The very encouraging results reported by Zhi et al collectively indicate that prophylactic administration of low-dose human anti–HPA-1a is able to prevent maternal alloimmunization and subsequent onset of FNAIT in an alloantigen-specific FNAIT mouse model, which provides support for use of a similar approach in humans (see figure). Limitations of the study include that the mechanism of immune suppression was not directly investigated, but it most likely involves rapid platelet-antigen clearance, preventing the development of an alloimmune response. In addition, the FNAIT mouse model used is dependent on platelet pre-immunization, as HPA-1a alloantibodies are not generated solely due to pregnancy, for yet unknown reasons. The potential for RLYB211 as a prophylactic regimen for FNAIT is further supported in a human setting by a preliminary report of 8 healthy male subjects. Administration of RLYB211 (n = 6) exhibited acceptable safety and tolerability, and it significantly accelerated the clearance of mismatched HPA-1a–positive platelets compared with placebo (n = 2).10 Overall, the road toward combining both antenatal screening and prophylaxis to combat FNAIT can be envisioned; however, large clinical trials will be needed to evaluate the safety, efficacy, and cost–benefit.
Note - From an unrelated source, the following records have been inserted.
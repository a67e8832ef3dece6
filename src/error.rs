//! Engine error types

use thiserror::Error;

/// Errors raised at the edges of the analysis engine.
///
/// Invalid settings input is never an error: setters substitute defaults.
/// Stale tiles are never an error either: they are dropped where they arrive.
#[derive(Error, Debug)]
pub enum EngineError {
    /// The container or codec could not be decoded
    #[error("Unsupported audio format: {0}")]
    UnsupportedFormat(String),

    /// The decoded buffer has no channels or no samples
    #[error("Audio buffer is empty")]
    EmptyBuffer,

    /// A request addressed a channel the buffer does not have
    #[error("Channel {channel} out of range (buffer has {channel_count})")]
    ChannelOutOfRange { channel: usize, channel_count: usize },

    /// The transform provider went away
    #[error("Transform provider unavailable")]
    ProviderUnavailable,

    /// A host message arrived that the session could not use
    #[error("Protocol error: {0}")]
    Protocol(String),
}

/// Result type for engine operations
pub type EngineResult<T> = Result<T, EngineError>;
impl SettingsStore {
    /// Build the store for a freshly loaded buffer and apply `defaults`
    /// through the validating setters.
    pub fn from_default_setting(defaults: &AnalyzeDefault, buffer: &AudioBuffer) -> Self {
        let sample_rate = buffer.sample_rate();
        let duration = buffer.duration();
        let buffer_amplitude = amplitude_defaults(buffer.amplitude_range());
        let window_size = WINDOW_SIZES[DEFAULT_WINDOW_SIZE_INDEX];

        let mut store = Self {
            sample_rate,
            duration,
            buffer_amplitude,
            auto_hop: true,
            window_size,
            hop_size: window_size / 4,
            frequency: Interval::new(0.0, sample_rate / 2.0),
            time: Interval::new(0.0, duration),
            amplitude: buffer_amplitude,
            db_floor: DEFAULT_DB_FLOOR,
            frequency_scale: FrequencyScale::default(),
            mel_filter_count: DEFAULT_MEL_FILTER_COUNT,
            waveform_visible: true,
            waveform_vertical_scale: DEFAULT_VERTICAL_SCALE,
            spectrogram_visible: true,
            spectrogram_vertical_scale: DEFAULT_VERTICAL_SCALE,
            token: AnalyzeToken::generate(),
            subscribers: Subscribers::default(),
        };

        store.set_waveform_visible(defaults.waveform_visible.unwrap_or(true));
        store.set_waveform_vertical_scale(
            defaults.waveform_vertical_scale.unwrap_or(DEFAULT_VERTICAL_SCALE),
        );
        store.set_spectrogram_visible(defaults.spectrogram_visible.unwrap_or(true));
        store.set_spectrogram_vertical_scale(
            defaults.spectrogram_vertical_scale.unwrap_or(DEFAULT_VERTICAL_SCALE),
        );

        store.set_window_size_index(defaults.window_size_index.unwrap_or(DEFAULT_WINDOW_SIZE_INDEX));

        store.set_min_frequency(defaults.min_frequency.unwrap_or(0.0));
        store.set_max_frequency(defaults.max_frequency.unwrap_or(sample_rate / 2.0));

        store.set_min_time(0.0);
        store.set_max_time(duration);

        store.set_min_amplitude(defaults.min_amplitude.unwrap_or(buffer_amplitude.min));
        store.set_max_amplitude(defaults.max_amplitude.unwrap_or(buffer_amplitude.max));

        store.set_spectrogram_db_floor(defaults.spectrogram_db_floor.unwrap_or(DEFAULT_DB_FLOOR));
        store.set_frequency_scale(defaults.frequency_scale.unwrap_or_default());
        store.set_mel_filter_count(
            defaults
                .mel_filter_count
                .unwrap_or(DEFAULT_MEL_FILTER_COUNT as f64),
        );

        log::debug!(
            "Settings initialised: window={} hop={} freq={:.0}-{:.0}Hz time={:.3}-{:.3}s",
            store.window_size,
            store.hop_size,
            store.frequency.min,
            store.frequency.max,
            store.time.min,
            store.time.max
        );

        store
    }

    /// Receive every committed change from now on.
    pub fn subscribe(&mut self) -> Receiver<SettingsEvent> {
        self.subscribers.subscribe()
    }

    pub fn snapshot(&self) -> AnalyzeSettingsSnapshot {
        AnalyzeSettingsSnapshot {
            sample_rate: self.sample_rate,
            window_size: self.window_size,
            hop_size: self.hop_size,
            min_frequency: self.frequency.min,
            max_frequency: self.frequency.max,
            min_time: self.time.min,
            max_time: self.time.max,
            min_amplitude: self.amplitude.min,
            max_amplitude: self.amplitude.max,
            spectrogram_db_floor: self.db_floor,
            frequency_scale: self.frequency_scale,
            mel_filter_count: self.mel_filter_count,
            token: self.token,
        }
    }

    pub fn token(&self) -> AnalyzeToken {
        self.token
    }

    /// Start a new analysis generation; everything issued under the old
    /// token becomes stale.
    pub fn regenerate_token(&mut self) -> AnalyzeToken {
        self.token = AnalyzeToken::generate();
        self.token
    }

    pub fn sample_rate(&self) -> f64 {
        self.sample_rate
    }

    pub fn duration(&self) -> f64 {
        self.duration
    }

    pub fn buffer_amplitude(&self) -> Interval {
        self.buffer_amplitude
    }

    pub fn window_size(&self) -> usize {
        self.window_size
    }

    pub fn hop_size(&self) -> usize {
        self.hop_size
    }

    pub fn is_hop_pinned(&self) -> bool {
        !self.auto_hop
    }

    pub fn frequency_range(&self) -> Interval {
        self.frequency
    }

    pub fn time_range(&self) -> Interval {
        self.time
    }

    pub fn amplitude_range(&self) -> Interval {
        self.amplitude
    }

    pub fn spectrogram_db_floor(&self) -> f64 {
        self.db_floor
    }

    pub fn frequency_scale(&self) -> FrequencyScale {
        self.frequency_scale
    }

    pub fn mel_filter_count(&self) -> usize {
        self.mel_filter_count
    }

    pub fn waveform_visible(&self) -> bool {
        self.waveform_visible
    }

    pub fn waveform_vertical_scale(&self) -> f64 {
        self.waveform_vertical_scale
    }

    pub fn spectrogram_visible(&self) -> bool {
        self.spectrogram_visible
    }

    pub fn spectrogram_vertical_scale(&self) -> f64 {
        self.spectrogram_vertical_scale
    }

    // --- Analysis parameters ---

    /// Select a window size by index into [`WINDOW_SIZES`].
    pub fn set_window_size_index(&mut self, index: usize) {
        self.set_window_size(window_size_for_index(index));
    }

    /// Unsupported sizes fall back to the default window.
    pub fn set_window_size(&mut self, size: usize) {
        let size = if WINDOW_SIZES.contains(&size) {
            size
        } else {
            WINDOW_SIZES[DEFAULT_WINDOW_SIZE_INDEX]
        };
        let changed = size != self.window_size;
        self.window_size = size;
        let hop_changed = self.refresh_auto_hop();
        self.finish(changed || hop_changed);
        self.subscribers.publish(SettingsEvent::WindowSize(size));
        if hop_changed {
            self.subscribers.publish(SettingsEvent::AutoHopSize(self.hop_size));
        }
    }

    /// Pin the hop size. Zero returns to the automatic hop.
    pub fn set_hop_size(&mut self, hop: usize) {
        if hop == 0 {
            self.unpin_hop_size();
            return;
        }
        self.auto_hop = false;
        let changed = hop != self.hop_size;
        self.hop_size = hop;
        self.finish(changed);
        self.subscribers.publish(SettingsEvent::HopSize(hop));
    }

    pub fn unpin_hop_size(&mut self) {
        self.auto_hop = true;
        let changed = self.refresh_auto_hop();
        self.finish(changed);
        self.subscribers.publish(SettingsEvent::HopSize(self.hop_size));
    }

    pub fn set_min_frequency(&mut self, value: f64) {
        self.set_endpoint(Pair::Frequency, Echo::Min, value);
    }

    pub fn set_max_frequency(&mut self, value: f64) {
        self.set_endpoint(Pair::Frequency, Echo::Max, value);
    }

    pub fn set_min_time(&mut self, value: f64) {
        self.set_endpoint(Pair::Time, Echo::Min, value);
    }

    pub fn set_max_time(&mut self, value: f64) {
        self.set_endpoint(Pair::Time, Echo::Max, value);
    }

    pub fn set_min_amplitude(&mut self, value: f64) {
        self.set_endpoint(Pair::Amplitude, Echo::Min, value);
    }

    pub fn set_max_amplitude(&mut self, value: f64) {
        self.set_endpoint(Pair::Amplitude, Echo::Max, value);
    }

    /// The floor is validated as the pair `(floor, 0)`, so a floor of 0 is
    /// an empty range and resets to the default.
    pub fn set_spectrogram_db_floor(&mut self, value: f64) {
        let floor = resolve_range(
            value,
            0.0,
            DB_FLOOR_LIMITS,
            Interval::new(DEFAULT_DB_FLOOR, 0.0),
        )
        .min;
        let changed = floor != self.db_floor;
        self.db_floor = floor;
        self.finish(changed);
        self.subscribers.publish(SettingsEvent::SpectrogramDbFloor(floor));
    }

    pub fn set_frequency_scale(&mut self, scale: FrequencyScale) {
        let changed = scale != self.frequency_scale;
        self.frequency_scale = scale;
        self.finish(changed);
        self.subscribers.publish(SettingsEvent::FrequencyScale(scale));
    }

    /// Fractional counts are truncated before validation.
    pub fn set_mel_filter_count(&mut self, value: f64) {
        let count = resolve_scalar(
            value.trunc(),
            MEL_FILTER_LIMITS,
            DEFAULT_MEL_FILTER_COUNT as f64,
        ) as usize;
        let changed = count != self.mel_filter_count;
        self.mel_filter_count = count;
        self.finish(changed);
        self.subscribers.publish(SettingsEvent::MelFilterCount(count));
    }

    pub fn reset_time_range(&mut self) {
        let default = self.pair_default(Pair::Time);
        self.apply_pair(Pair::Time, default, Echo::Both);
    }

    pub fn reset_amplitude_range(&mut self) {
        let default = self.pair_default(Pair::Amplitude);
        self.apply_pair(Pair::Amplitude, default, Echo::Both);
    }

    pub fn reset_frequency_range(&mut self) {
        let default = self.pair_default(Pair::Frequency);
        self.apply_pair(Pair::Frequency, default, Echo::Both);
    }

    // --- View parameters (never invalidate analysis) ---

    pub fn set_waveform_visible(&mut self, visible: bool) {
        self.waveform_visible = visible;
        self.subscribers.publish(SettingsEvent::WaveformVisible(visible));
    }

    pub fn set_spectrogram_visible(&mut self, visible: bool) {
        self.spectrogram_visible = visible;
        self.subscribers.publish(SettingsEvent::SpectrogramVisible(visible));
    }

    pub fn set_waveform_vertical_scale(&mut self, value: f64) {
        self.waveform_vertical_scale =
            resolve_scalar(value, VERTICAL_SCALE_LIMITS, DEFAULT_VERTICAL_SCALE);
        self.subscribers
            .publish(SettingsEvent::WaveformVerticalScale(self.waveform_vertical_scale));
    }

    pub fn set_spectrogram_vertical_scale(&mut self, value: f64) {
        self.spectrogram_vertical_scale =
            resolve_scalar(value, VERTICAL_SCALE_LIMITS, DEFAULT_VERTICAL_SCALE);
        self.subscribers.publish(SettingsEvent::SpectrogramVerticalScale(
            self.spectrogram_vertical_scale,
        ));
    }

    // --- internals ---

    fn pair(&self, pair: Pair) -> Interval {
        match pair {
            Pair::Frequency => self.frequency,
            Pair::Time => self.time,
            Pair::Amplitude => self.amplitude,
        }
    }

    fn pair_limits(&self, pair: Pair) -> Interval {
        match pair {
            Pair::Frequency => Interval::new(0.0, self.sample_rate / 2.0),
            Pair::Time => Interval::new(0.0, self.duration),
            Pair::Amplitude => AMPLITUDE_LIMITS,
        }
    }

    fn pair_default(&self, pair: Pair) -> Interval {
        match pair {
            Pair::Amplitude => self.buffer_amplitude,
            other => self.pair_limits(other),
        }
    }

    fn set_endpoint(&mut self, pair: Pair, echo: Echo, value: f64) {
        let current = self.pair(pair);
        let valid = self.pair_limits(pair);
        let default = self.pair_default(pair);
        let resolved = match echo {
            Echo::Min => resolve_range(value, current.max, valid, default),
            Echo::Max => resolve_range(current.min, value, valid, default),
            Echo::Both => default,
        };
        self.apply_pair(pair, resolved, echo);
    }

    fn apply_pair(&mut self, pair: Pair, resolved: Interval, echo: Echo) {
        let previous = self.pair(pair);
        match pair {
            Pair::Frequency => self.frequency = resolved,
            Pair::Time => self.time = resolved,
            Pair::Amplitude => self.amplitude = resolved,
        }

        let hop_changed = pair == Pair::Time && self.refresh_auto_hop();
        self.finish(previous != resolved || hop_changed);

        let (min_event, max_event) = match pair {
            Pair::Frequency => (
                SettingsEvent::MinFrequency(resolved.min),
                SettingsEvent::MaxFrequency(resolved.max),
            ),
            Pair::Time => (
                SettingsEvent::MinTime(resolved.min),
                SettingsEvent::MaxTime(resolved.max),
            ),
            Pair::Amplitude => (
                SettingsEvent::MinAmplitude(resolved.min),
                SettingsEvent::MaxAmplitude(resolved.max),
            ),
        };
        if matches!(echo, Echo::Min | Echo::Both) || previous.min != resolved.min {
            self.subscribers.publish(min_event);
        }
        if matches!(echo, Echo::Max | Echo::Both) || previous.max != resolved.max {
            self.subscribers.publish(max_event);
        }
        if hop_changed {
            self.subscribers.publish(SettingsEvent::AutoHopSize(self.hop_size));
        }
    }

    /// Recompute an unpinned hop size; returns whether it moved.
    fn refresh_auto_hop(&mut self) -> bool {
        if !self.auto_hop {
            return false;
        }
        let hop = auto_hop_size(self.window_size, self.time.min, self.time.max, self.sample_rate);
        let changed = hop != self.hop_size;
        self.hop_size = hop;
        changed
    }

    fn finish(&mut self, changed: bool) {
        if changed {
            self.regenerate_token();
        }
    }
}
In addition, implementation of antenatal screening for FNAIT will also require defined risk stratification tools.2
In summary, Zhi et al advance the field by providing proof-of-concept that prophylactic administration of monoclonal or polyclonal HPA-1a–specific antibodies may effectively prevent anti–HPA-1a alloimmunization in pregnant women at risk for FNAIT.
Conflict-of-interest disclosure: The authors declare no competing financial interests.